Mary in the Junkyard's timeless aesthetic has to do with Freeman-Taylor's childhood in Kimpton, a small village an hour north of London. Both of his parents are involved in creative activities – his father tours a comedy show with his twin, his mother sings and makes documentaries – and he knows all the woodland paths in the area inside out. «I spent hours outside alone, being with myself, talking to myself. For a while I thought I was crazy. I still talk to trees. When I see a beautiful one it's as if I'm looking at a person, I feel butterflies in my stomach.”
Photo: Griffin Lotz for Rolling Stone US
When he wasn't falling in love with sycamores and oaks, he played the cello. When he was 13, he met Barbaglia at a summer camp dedicated to string quartets. «They were all serious and nerdy people, Clari was the coolest of the group», recalls the bassist and violist, who grew up in London. “I was Clari's London friend and Clari was my village friend. We immediately got on well.”
At home, Freeman-Taylor listened to a lot of folk, from Laura Marling to Leonard Cohen, and began writing songs. Candelabrawhich is on the new album, originally appeared on an EP recorded with a handheld microphone in the woods. “It was the moment when the birds were awakening, they were making wonderful choruses.”
At the time, her favorite instrument was the baritone ukulele (“I tried to convince her to call her solo project Clari and Her Bari,” says Barbaglia), but within a few years she became passionate about rock and began playing the guitar. When he got a gig in a south London pub called the Cavendish Arms in 2022 he brought with him Barbaglia and Addison, a friend from Hertfordshire. Then came more gigs, many at the Windmill, a small, anonymous pub in Brixton that became famous for launching some of the best-known bands on the British scene, including Squid, Black Midi and Black Country, New Road.

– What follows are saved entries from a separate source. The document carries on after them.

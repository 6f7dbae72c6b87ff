//! # Mock Completion Model for Testing
//!
//! Provides a `MockCompletionModel` that implements the `CompletionModel` trait
//! for use in tests. Responses are queued and handed out one per request, so a
//! test can script a whole tool-calling conversation without API calls.

use rig::{
    completion::{
        AssistantContent, CompletionError, CompletionModel, CompletionRequest, CompletionResponse,
    },
    message::{ToolCall, ToolFunction},
    one_or_many::OneOrMany,
};
use std::collections::VecDeque;
use std::sync::Arc;
use tokio::sync::Mutex;

type Scripted = Result<OneOrMany<AssistantContent>, String>;

/// A mock completion model for testing purposes.
/// Once the queue is drained it answers with empty text.
#[derive(Debug, Clone)]
pub struct MockCompletionModel {
    responses: Arc<Mutex<VecDeque<Scripted>>>,
    requests: Arc<Mutex<usize>>,
}

impl MockCompletionModel {
    pub fn new() -> Self {
        Self {
            responses: Arc::new(Mutex::new(VecDeque::new())),
            requests: Arc::new(Mutex::new(0)),
        }
    }

    /// Queue a response for the next request.
    pub async fn push_response(&self, response: OneOrMany<AssistantContent>) {
        self.responses.lock().await.push_back(Ok(response));
    }

    /// Queue a simple text response.
    pub async fn push_text_response(&self, text: &str) {
        self.push_response(OneOrMany::one(AssistantContent::text(text)))
            .await;
    }

    /// Queue a single tool call.
    pub async fn push_tool_call(&self, id: &str, name: &str, arguments: serde_json::Value) {
        let call = AssistantContent::ToolCall(ToolCall {
            id: id.to_string(),
            function: ToolFunction {
                name: name.to_string(),
                arguments,
            },
        });
        self.push_response(OneOrMany::one(call)).await;
    }

    /// Queue a provider failure.
    pub async fn push_error(&self, message: &str) {
        self.responses
            .lock()
            .await
            .push_back(Err(message.to_string()));
    }

    /// Number of completion requests received so far.
    pub async fn request_count(&self) -> usize {
        *self.requests.lock().await
    }
}

impl Default for MockCompletionModel {
    fn default() -> Self {
        Self::new()
    }
}

impl CompletionModel for MockCompletionModel {
    type Response = String;

    async fn completion(
        &self,
        _completion_request: CompletionRequest,
    ) -> Result<CompletionResponse<Self::Response>, CompletionError> {
        *self.requests.lock().await += 1;
        let next = self.responses.lock().await.pop_front();
        match next {
            Some(Ok(choice)) => Ok(CompletionResponse {
                choice,
                raw_response: "".to_string(),
            }),
            Some(Err(message)) => Err(CompletionError::ProviderError(message)),
            None => Ok(CompletionResponse {
                choice: OneOrMany::one(AssistantContent::text("")),
                raw_response: "".to_string(),
            }),
        }
    }
}
//! Integration with spider library for fetching supplier pages

use spider::website::Website;
use tokio::time::timeout;
use tracing::{debug, info, instrument, warn};

use crate::crawler::error::CrawlError;
use crate::crawler::{FetchConfig, FetchedPage, PageFetcher};

/// Fetches single pages with spider
///
/// With the `chrome` feature enabled spider renders the page in headless
/// Chrome before handing back the HTML.
#[derive(Debug, Clone, Default)]
pub struct SpiderFetcher {
    config: FetchConfig,
}

impl SpiderFetcher {
    pub fn new(config: FetchConfig) -> Self {
        Self { config }
    }

    pub fn config(&self) -> &FetchConfig {
        &self.config
    }
}

impl PageFetcher for SpiderFetcher {
    async fn fetch(&self, url: &str) -> Result<FetchedPage, CrawlError> {
        fetch_page(url, &self.config).await
    }
}

/// Fetch one page without following links
#[instrument(skip(config))]
pub async fn fetch_page(url: &str, config: &FetchConfig) -> Result<FetchedPage, CrawlError> {
    url::Url::parse(url)?;
    debug!("Fetch config: {:?}", config);

    let mut website = Website::new(url);
    website
        .configuration
        .with_respect_robots_txt(config.respect_robots_txt)
        .with_user_agent(Some(&config.user_agent))
        .with_depth(0)
        .with_limit(1);

    let mut rx = website
        .subscribe(1)
        .ok_or_else(|| CrawlError::Other("Failed to subscribe to website".to_string()))?;
    let handle = tokio::spawn(async move {
        // only the first page matters, the limit keeps spider from sending more
        match rx.recv().await {
            Ok(page) => Some(FetchedPage {
                url: page.get_url().to_string(),
                html: page.get_html(),
            }),
            Err(_) => None,
        }
    });

    let finished = timeout(config.timeout(), website.crawl()).await;
    website.unsubscribe();

    if finished.is_err() {
        handle.abort();
        warn!("Fetch timed out after {:?}", config.timeout());
        return Err(CrawlError::Timeout(url.to_string()));
    }

    let page = handle
        .await
        .map_err(|e| CrawlError::Other(format!("Task join error: {}", e)))?
        .filter(|page| !page.html.trim().is_empty())
        .ok_or_else(|| CrawlError::EmptyPage(url.to_string()))?;

    info!("Fetched {} ({} bytes)", page.url, page.html.len());
    Ok(page)
}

«Ours almost became an unofficial residence: in practice we opened all the concerts», recalls Barbaglia. «Every time there was a space available on the billboard, we arrived. I have a lot of memories of us carrying the equipment on the subway.”
The name Mary in the Junkyard was Freeman-Taylor's idea, it seemed poetic to her, only to later realize that it perfectly described the sonic contrasts present in their music. «Our sound is just like that», says Addison, «it's a little Mary and a little junkyard. Cleanliness and beauty, but also dirt and noise.” The name has created some small misunderstandings about the singer's identity. «Once I was in the audience at a festival and someone said to me: “Are you Mary?”», he says, laughing. “I said no and slipped away.”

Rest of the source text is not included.